Paragraph 102 of the SEC suit says that Bill continued to falsely misrepresent that commercial sales were imminent of February 3, 1997, when he published a press release announcing that GOE had received a signed $1.65 million contract for its equipment: "Financing for the unit, including a down payment of $500,000, has been arranged by Research Fuel, Inc. (Research Fuels) with Citicorp. GOE intends to begin construction of the unit shortly in order to make delivery in late March or early April." Bill denies that, saying that Microcap issued the press release on behalf of GOE and at the time of the release, Bill believed the quoted information was true; GOE had received a signed purchase order from Research Fuels, and Research Fuels had represented that Citicorp had committed the financing; and that an individual who stated that he was a representative from Citicorp confirmed to Mr. Carraway in February, 1997, during a site visit to GOE's new Charleston facility that Citicorp was prepared to finance the purchase.
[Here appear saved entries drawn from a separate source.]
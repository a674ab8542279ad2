//! MVID file writer.

use std::fs::File;
use std::io::{self,Seek,SeekFrom,Write};
use std::path::{Path,PathBuf};

use ::{Depth,MvError,MvResult,PixelBuffer};
use ::codec::encode_frame;
use ::header::*;
use ::mapping::{page_round_up,page_size};

/// MVID animation writer, with a File handle.
///
/// Opens and holds onto the file handle until it is closed.
pub struct MvidFileWriter {
    hdr: MvidHeader,
    frames: Vec<FrameEntry>,
    data_end: u64,
    checksums: bool,

    // Copy of the last frame written, for delta encoding.
    prev: Option<PixelBuffer>,
    encode_buf: Vec<u8>,

    filename: PathBuf,
    file: Option<File>,
}

impl MvidFileWriter {
    /// Open a file for writing an MVID animation.
    ///
    /// Space is reserved for `frame_count` frame table entries.  By
    /// default the frame data is page-aligned (version 3) and each
    /// frame carries a checksum.
    ///
    /// # Examples
    ///
    /// ```no_run
    /// use std::path::Path;
    /// use maxvid::Depth;
    ///
    /// const SCREEN_W: u32 = 320;
    /// const SCREEN_H: u32 = 200;
    /// const FRAMES: u32 = 30;
    ///
    /// maxvid::MvidFileWriter::create(Path::new("ex.mvid"),
    ///         SCREEN_W, SCREEN_H, Depth::Bpp16, FRAMES, 1.0 / 15.0);
    /// ```
    pub fn create(filename: &Path, w: u32, h: u32, depth: Depth,
            frame_count: u32, frame_duration: f64)
            -> MvResult<Self> {
        if w == 0 || h == 0 || depth.frame_size(w as usize, h as usize).is_none() {
            return Err(MvError::WrongResolution(w as usize, h as usize));
        }
        if !(frame_duration > 0.0) || !frame_duration.is_finite() {
            return Err(MvError::BadFrameDuration);
        }
        if frame_count == 0 {
            return Err(MvError::NoFrames);
        }

        let mut hdr = MvidHeader::new(w, h, depth, frame_duration);
        hdr.page_size = page_size() as u32;
        hdr.table_size = frame_count;

        let mut file = File::create(filename)?;

        // Reserve space for header and frame table.
        let data_offset = hdr.data_offset();
        file.set_len(data_offset)?;
        file.seek(SeekFrom::Start(data_offset))?;

        Ok(MvidFileWriter {
            hdr: hdr,
            frames: Vec::with_capacity(frame_count as usize),
            data_end: data_offset,
            checksums: true,
            prev: None,
            encode_buf: Vec::new(),
            filename: filename.to_path_buf(),
            file: Some(file),
        })
    }

    /// Choose between page-aligned (version 3) and contiguous
    /// (version 2) frame data.  Must be set before the first frame.
    pub fn set_page_aligned(&mut self, page_aligned: bool)
            -> MvResult<()> {
        if !self.frames.is_empty() {
            return Err(MvError::WriterStarted);
        }

        if page_aligned {
            self.hdr.version = MVID_VERSION_3;
            self.hdr.page_size = page_size() as u32;
        } else {
            self.hdr.version = MVID_VERSION_2;
            self.hdr.page_size = 0;
        }
        Ok(())
    }

    /// Enable or disable per-frame checksums.  Must be set before the
    /// first frame.
    pub fn set_checksums(&mut self, checksums: bool)
            -> MvResult<()> {
        if !self.frames.is_empty() {
            return Err(MvError::WriterStarted);
        }

        self.checksums = checksums;
        Ok(())
    }

    /// Number of frames written so far, including nop frames.
    pub fn frame_count(&self) -> usize {
        self.frames.len()
    }

    /// Nominal seconds each frame is displayed.
    pub fn frame_duration(&self) -> f64 {
        self.hdr.frame_duration
    }

    /// Write a keyframe.
    ///
    /// The checksum, if enabled, is computed over the given pixels.
    pub fn write_keyframe(&mut self, pixels: &PixelBuffer)
            -> MvResult<()> {
        self.check_frame(pixels)?;

        let checksum = if self.checksums { Some(pixels.adler32()) } else { None };

        self.encode_buf.clear();
        encode_frame(self.hdr.depth, None, pixels, &mut self.encode_buf)?;

        self.append_frame(FrameKind::Keyframe, checksum)?;
        self.remember(pixels)
    }

    /// Write a delta frame against the previously written frame.
    ///
    /// If checksums are enabled, `checksum` is recorded for the frame,
    /// or if None, computed over the given pixels.  A frame identical
    /// to the previous one is written as a nop frame.
    pub fn write_deltaframe(&mut self, pixels: &PixelBuffer, checksum: Option<u32>)
            -> MvResult<()> {
        self.check_frame(pixels)?;

        let unchanged = match self.prev {
            Some(ref prev) => prev == pixels,
            None => return Err(MvError::NoPreviousFrame),
        };

        if unchanged {
            debug!("frame {} unchanged, writing nop frame", self.frames.len());
            return self.write_nop_frame();
        }

        let checksum = if self.checksums {
            Some(checksum.unwrap_or_else(|| pixels.adler32()))
        } else {
            None
        };

        self.encode_buf.clear();
        encode_frame(self.hdr.depth, self.prev.as_ref(), pixels, &mut self.encode_buf)?;

        self.append_frame(FrameKind::Delta, checksum)?;
        self.remember(pixels)
    }

    /// Write the next frame, choosing how to store it.
    ///
    /// The first frame is always a keyframe.  After that, a frame is
    /// stored as a delta frame unless a keyframe would be no larger,
    /// or as a nop frame if nothing changed.
    pub fn write_frame(&mut self, pixels: &PixelBuffer)
            -> MvResult<FrameKind> {
        self.check_frame(pixels)?;

        let kind = match self.prev {
            None => FrameKind::Keyframe,
            Some(ref prev) if prev == pixels => FrameKind::Nop,
            Some(ref prev) => {
                let depth = self.hdr.depth;
                let delta_size = encode_frame(depth, Some(prev), pixels, &mut io::sink())?;
                let key_size = encode_frame(depth, None, pixels, &mut io::sink())?;
                if key_size <= delta_size { FrameKind::Keyframe } else { FrameKind::Delta }
            },
        };

        match kind {
            FrameKind::Keyframe => self.write_keyframe(pixels)?,
            FrameKind::Delta => self.write_deltaframe(pixels, None)?,
            FrameKind::Nop => self.write_nop_frame()?,
        }

        Ok(kind)
    }

    /// Write a nop frame, which repeats the previous frame.
    pub fn write_nop_frame(&mut self)
            -> MvResult<()> {
        if self.prev.is_none() {
            return Err(MvError::NoPreviousFrame);
        }
        if self.frames.len() >= self.hdr.table_size as usize {
            return Err(MvError::ExceededLimit);
        }

        self.frames.push(FrameEntry::nop(self.data_end));
        Ok(())
    }

    /// Display the last frame written for `multiplier` nominal frame
    /// durations.  Files that must play back on readers that ignore
    /// the multiplier should use nop frames instead.
    pub fn set_last_frame_duration(&mut self, multiplier: u32)
            -> MvResult<()> {
        if multiplier == 0 {
            return Err(MvError::BadFrameDuration);
        }

        match self.frames.last_mut() {
            Some(entry) => {
                entry.duration = multiplier;
                Ok(())
            },
            None => Err(MvError::NoPreviousFrame),
        }
    }

    /// Number of nop frames needed after a frame displayed for
    /// `current_duration`, to fit a stream of `frame_duration` frames.
    ///
    /// The frame itself accounts for one nominal duration.
    ///
    /// # Examples
    ///
    /// ```
    /// use maxvid::MvidFileWriter;
    ///
    /// assert_eq!(MvidFileWriter::count_trailing_nop_frames(0.3, 0.1), 2);
    /// assert_eq!(MvidFileWriter::count_trailing_nop_frames(0.1, 0.1), 0);
    /// ```
    pub fn count_trailing_nop_frames(current_duration: f64, frame_duration: f64)
            -> usize {
        if !(frame_duration > 0.0) || !(current_duration > 0.0) {
            return 0;
        }

        let n = (current_duration / frame_duration).round();
        if n.is_finite() && n > 1.0 {
            n as usize - 1
        } else {
            0
        }
    }

    /// Write the nop frames needed after a frame displayed for
    /// `current_duration`.
    ///
    /// Returns the number of nop frames written.
    pub fn write_trailing_nop_frames(&mut self, current_duration: f64)
            -> MvResult<usize> {
        let n = MvidFileWriter::count_trailing_nop_frames(
                current_duration, self.hdr.frame_duration);

        for _ in 0..n {
            self.write_nop_frame()?;
        }
        Ok(n)
    }

    /// Close the MVID file.
    ///
    /// You must close the MVID writer after you have supplied all the
    /// frames, to write out the header and frame table.
    ///
    /// The MVID writer is not usable after being closed.
    pub fn close(mut self)
            -> MvResult<()> {
        if let Some(mut file) = self.file.take() {
            if self.frames.is_empty() {
                return Err(MvError::NoFrames);
            }

            self.rewrite_header(&mut file)?;
            file.flush()?;
            Ok(())
        } else {
            Err(MvError::NoFile)
        }
    }

    /// Write the final frame count, flags and frame table over the
    /// space reserved at the start of the file.
    fn rewrite_header(&mut self, file: &mut File)
            -> MvResult<()> {
        let has_deltas = self.frames.iter().any(|f| f.kind == FrameKind::Delta);

        self.hdr.frame_count = self.frames.len() as u32;
        self.hdr.flags = MVID_FLAG_FINISHED
            | if has_deltas { MVID_FLAG_DELTAS } else { MVID_FLAG_ALL_KEYFRAMES };

        let mut buf = Vec::with_capacity(SIZE_OF_MVID_HEADER
                + self.frames.len() * SIZE_OF_FRAME_ENTRY);
        write_mvid_header(&self.hdr, &mut buf)?;
        write_frame_table(&self.frames, &mut buf)?;

        file.seek(SeekFrom::Start(0))?;
        file.write_all(&buf)?;

        debug!("{}: {} frames, {} bytes of frame data",
                self.filename.to_string_lossy(),
                self.frames.len(), self.data_end - self.hdr.data_offset());
        Ok(())
    }

    /// Check a frame's geometry, and that there is room in the table.
    fn check_frame(&self, pixels: &PixelBuffer)
            -> MvResult<()> {
        if pixels.width() != self.hdr.w as usize
                || pixels.height() != self.hdr.h as usize
                || pixels.depth() != self.hdr.depth {
            return Err(MvError::WrongBufferSize);
        }
        if self.frames.len() >= self.hdr.table_size as usize {
            return Err(MvError::ExceededLimit);
        }
        Ok(())
    }

    /// Append the encoded frame in `encode_buf` to the file.
    fn append_frame(&mut self, kind: FrameKind, checksum: Option<u32>)
            -> MvResult<()> {
        let file = match self.file.as_mut() {
            Some(file) => file,
            None => return Err(MvError::NoFile),
        };

        if self.encode_buf.len() > ::std::u32::MAX as usize {
            return Err(MvError::ExceededLimit);
        }

        let offset = if self.hdr.is_page_aligned() {
            page_round_up(self.data_end)
        } else {
            self.data_end
        };

        file.seek(SeekFrom::Start(offset))?;
        file.write_all(&self.encode_buf)?;

        trace!("frame {}: {:?} at {}, {} bytes",
                self.frames.len(), kind, offset, self.encode_buf.len());

        self.data_end = offset + self.encode_buf.len() as u64;
        self.frames.push(FrameEntry {
            kind: kind,
            offset: offset,
            length: self.encode_buf.len() as u32,
            checksum: checksum,
            duration: 1,
        });
        Ok(())
    }

    /// Keep a copy of the frame just written.
    fn remember(&mut self, pixels: &PixelBuffer)
            -> MvResult<()> {
        match self.prev {
            Some(ref mut prev) => return prev.copy_from(pixels),
            None => (),
        }

        self.prev = Some(pixels.clone());
        Ok(())
    }
}

impl Drop for MvidFileWriter {
    /// A method called when the value goes out of scope.
    fn drop(&mut self) {
        if self.file.is_some() {
            warn!("{} was not closed, may be corrupt.",
                    self.filename.to_string_lossy());
        }
    }
}
//! Codec for 16 bpp frames.

use std::io::Write;
use byteorder::LittleEndian as LE;
use byteorder::WriteBytesExt;

use ::{Depth,MvError,MvResult};
use super::{Instruction,Packet,StreamStats,MV_COPY,MV_DONE,MV_DUP,MV_SKIP,SIZE_OF_WORD};
use super::{decode_pixels,next_word,plan_packets};

/// Largest Dup or Copy count in a 16 bpp stream (14 bits).
///
/// Each instruction starts with one 32-bit code word.  The top two
/// bits hold the opcode:
///
///   Bits  | Skip  | Dup   | Copy  | Done
///   -----:|:-----:|:-----:|:-----:|:-----:
///   31-30 |   0   |   1   |   2   |   3
///   29-16 | count | count | count |   0
///   15-0  | count | pixel | pixel |   0
///
/// A Skip advances by its 30-bit count without writing.  A Dup
/// writes its pixel `count` times.  A Copy of one pixel carries the
/// pixel in its code word.  A Copy of more than one pixel leaves the
/// low half of the code word zero and is followed by ceil(count/2)
/// words, each holding two pixels with the first in the low half.
/// The high half of the last word is unused when the count is odd.
pub const MV16_MAX_COUNT: usize = 0x3FFF;

/// Largest Skip count in a 16 bpp stream (30 bits).
pub const MV16_MAX_SKIP: usize = 0x3FFF_FFFF;

/// Decode a 16 bpp instruction stream.
pub fn decode_mv16(src: &[u8], dst: &mut [u16])
        -> MvResult<StreamStats> {
    decode_pixels(Depth::Bpp16, src, dst)
}

/// Encode a 16 bpp frame.
///
/// Returns the number of bytes written.
pub fn encode_mv16<W: Write>(
        prev: Option<&[u16]>, next: &[u16], w: &mut W)
        -> MvResult<usize> {
    let packets = plan_packets(prev, next, MV16_MAX_COUNT, MV16_MAX_SKIP);
    let mut words = 0;

    for p in packets {
        match p {
            Packet::Skip(n) => {
                w.write_u32::<LE>((MV_SKIP << 30) | n as u32)?;
                words = words + 1;
            },
            Packet::Dup(idx, n) => {
                w.write_u32::<LE>(code16(MV_DUP, n, next[idx]))?;
                words = words + 1;
            },
            Packet::Copy(idx, 1) => {
                w.write_u32::<LE>(code16(MV_COPY, 1, next[idx]))?;
                words = words + 1;
            },
            Packet::Copy(idx, n) => {
                w.write_u32::<LE>(code16(MV_COPY, n, 0))?;
                for pair in next[idx..(idx + n)].chunks(2) {
                    let lo = pair[0] as u32;
                    let hi = if pair.len() > 1 { pair[1] as u32 } else { 0 };
                    w.write_u32::<LE>((hi << 16) | lo)?;
                }
                words = words + 1 + (n + 1) / 2;
            },
        }
    }

    w.write_u32::<LE>(MV_DONE << 30)?;
    w.write_u32::<LE>(0)?;
    words = words + 2;

    Ok(words * SIZE_OF_WORD)
}

/// Read the 16 bpp instruction at `pos`, moving `pos` past it.
pub fn read_mv16<'a>(src: &'a [u8], pos: &mut usize)
        -> MvResult<Instruction<'a>> {
    let at = *pos;
    let code = next_word(src, pos)?;

    match code >> 30 {
        MV_SKIP => {
            let n = (code as usize) & MV16_MAX_SKIP;
            if n == 0 {
                return Err(MvError::ZeroCount(at / SIZE_OF_WORD));
            }
            Ok(Instruction::Skip(n))
        },
        MV_DUP => {
            let n = ((code >> 16) as usize) & MV16_MAX_COUNT;
            if n == 0 {
                return Err(MvError::ZeroCount(at / SIZE_OF_WORD));
            }
            Ok(Instruction::Dup {
                count: n,
                pixel: code & 0xFFFF,
                skip_after: 0,
            })
        },
        MV_COPY => {
            let n = ((code >> 16) as usize) & MV16_MAX_COUNT;
            if n == 0 {
                return Err(MvError::ZeroCount(at / SIZE_OF_WORD));
            }

            if n > 1 && code & 0xFFFF != 0 {
                return Err(MvError::BadInstruction(at / SIZE_OF_WORD));
            }

            let payload = if n == 1 {
                // The low half of the little-endian code word.
                &src[at..(at + 2)]
            } else {
                let size = (n + 1) / 2 * SIZE_OF_WORD;
                if *pos + size > src.len() {
                    return Err(MvError::Truncated);
                }
                let payload = &src[*pos..(*pos + 2 * n)];
                *pos = *pos + size;
                payload
            };

            Ok(Instruction::Copy {
                count: n,
                skip_after: 0,
                payload: payload,
            })
        },
        _ => {
            if code & 0x3FFF_FFFF != 0 {
                return Err(MvError::BadInstruction(at / SIZE_OF_WORD));
            }
            Ok(Instruction::Done)
        },
    }
}

fn code16(op: u32, n: usize, pixel: u16)
        -> u32 {
    debug_assert!(0 < n && n <= MV16_MAX_COUNT);
    (op << 30) | ((n as u32) << 16) | pixel as u32
}

#[cfg(test)]
mod tests {
    use super::*;

    #[test]
    fn test_decode_mv16() {
        let src = [
            0x02, 0x00, 0x00, 0x00,     // skip 2
            0xCD, 0xAB, 0x03, 0x40,     // dup 3, 0xABCD
            0x34, 0x12, 0x01, 0x80,     // copy 1, 0x1234
            0x00, 0x00, 0x03, 0x80,     // copy 3
            0x11, 0x11, 0x22, 0x22,
            0x33, 0x33, 0xFF, 0xFF,     // high half ignored
            0x00, 0x00, 0x00, 0xC0,     // done
            0x00, 0x00, 0x00, 0x00 ];

        let expected: [u16; 9] = [
            0x5555, 0x5555,
            0xABCD, 0xABCD, 0xABCD,
            0x1234,
            0x1111, 0x2222, 0x3333 ];

        let mut buf = [0x5555u16; 9];
        let stats = decode_mv16(&src, &mut buf).expect("decode");
        assert_eq!(buf, expected);
        assert_eq!(stats.skips, 1);
        assert_eq!(stats.dups, 1);
        assert_eq!(stats.copies, 2);
        assert_eq!(stats.written, 7);
    }

    #[test]
    fn test_encode_mv16_keyframe() {
        let next: [u16; 4] = [ 0x0000, 0x1111, 0x2222, 0x3333 ];
        let expected = [
            0x00, 0x00, 0x04, 0x80,     // copy 4
            0x00, 0x00, 0x11, 0x11,
            0x22, 0x22, 0x33, 0x33,
            0x00, 0x00, 0x00, 0xC0,     // done
            0x00, 0x00, 0x00, 0x00 ];

        let mut enc = Vec::new();
        let size = encode_mv16(None, &next, &mut enc).expect("encode");
        assert_eq!(size, expected.len());
        assert_eq!(&enc[..], &expected[..]);
    }

    #[test]
    fn test_encode_mv16_delta() {
        let prev: [u16; 6] = [ 0x0000, 0x1111, 0x2222, 0x3333, 0x0000, 0x0000 ];
        let next: [u16; 6] = [ 0x4444, 0x1111, 0x2222, 0x3333, 0x7777, 0x7777 ];
        let expected = [
            0x44, 0x44, 0x01, 0x80,     // copy 1, 0x4444
            0x03, 0x00, 0x00, 0x00,     // skip 3
            0x77, 0x77, 0x02, 0x40,     // dup 2, 0x7777
            0x00, 0x00, 0x00, 0xC0,     // done
            0x00, 0x00, 0x00, 0x00 ];

        let mut enc = Vec::new();
        encode_mv16(Some(&prev[..]), &next, &mut enc).expect("encode");
        assert_eq!(&enc[..], &expected[..]);

        let mut buf = prev;
        decode_mv16(&enc, &mut buf).expect("decode");
        assert_eq!(buf, next);
    }

    #[test]
    fn test_truncated_copy_payload() {
        let src = [
            0x00, 0x00, 0x04, 0x80,     // copy 4, needs two more words
            0x11, 0x11, 0x22, 0x22 ];

        let mut buf = [0u16; 4];
        match decode_mv16(&src, &mut buf) {
            Err(MvError::Truncated) => (),
            r => panic!("expected Truncated, got {:?}", r),
        }
    }
}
Bill asserts that he never intended to misrepresent the Research Fuel transaction.
Paragraph 103, "when he published this press release, Carraway knew that an addendum to the contract lowered the contract price to $1.35 million." Bill denies this, saying he had no knowledge of the alleged addendum or the alleged price reduction. This potential sale was generated by one of GOE's independent agents, EnviroSales, Inc.
The SEC suit claims that Bill knew the prototype had not been assembled, was not operational and that its development was not completed. Bill denies this, saying that as of the press release on February 3, 1997, the prototype had been assembled and GOE was preparing to restart the unit and its emissions testing, additionally, the plant was fully operational later in February when Research Fuels personnel arrived for a site visit.
Next there are several paragraphs telling the story of how Ron Reece and Bill got hooked up and that Bill contracted with a company to set up the GOE web site. Bill just modifies the SEC statements but they agree pretty much.
Paragraph 115, SEC says in September 1996, Bill and Bo gave interviews which were published in a financial newsletter with Bo stating that GOE had a backlog of $25.2 million in orders, although both he and Bill knew at the time that none of the purchasers who had signed letters of intent were likely to order until the equipment was reassembled, tested, and successfully demonstrated. Bill says GOE info was published in a newsletter, although a review of Bo's interview by John J. O'Hanlon, published in the Wall Street Corporate Reporter in September 1996, makes no reference whatsoever to a claim by Bo that "GOE has a backlog of $25.2 million orders." Bill admits he believed that GOE had letters of intent for more than $25 million at that time.
Paragraph 118 claims that the GOE web site falsely claimed that it had developed the system to the point that it was ready for commercial sale. Bill denies that.
The SEC doc refers then to the various places on the Web and AOL where talk about GOE ensued. It says Bill had discussions with investors including Ron Reece who participated in news groups on the web. Bill says he eventually found out that Ron participated in news groups generally.
Tell y'all what. This is as far as I've gotten so far and is enough for y'all to chew on for a while. I'll come some other time to complete the job.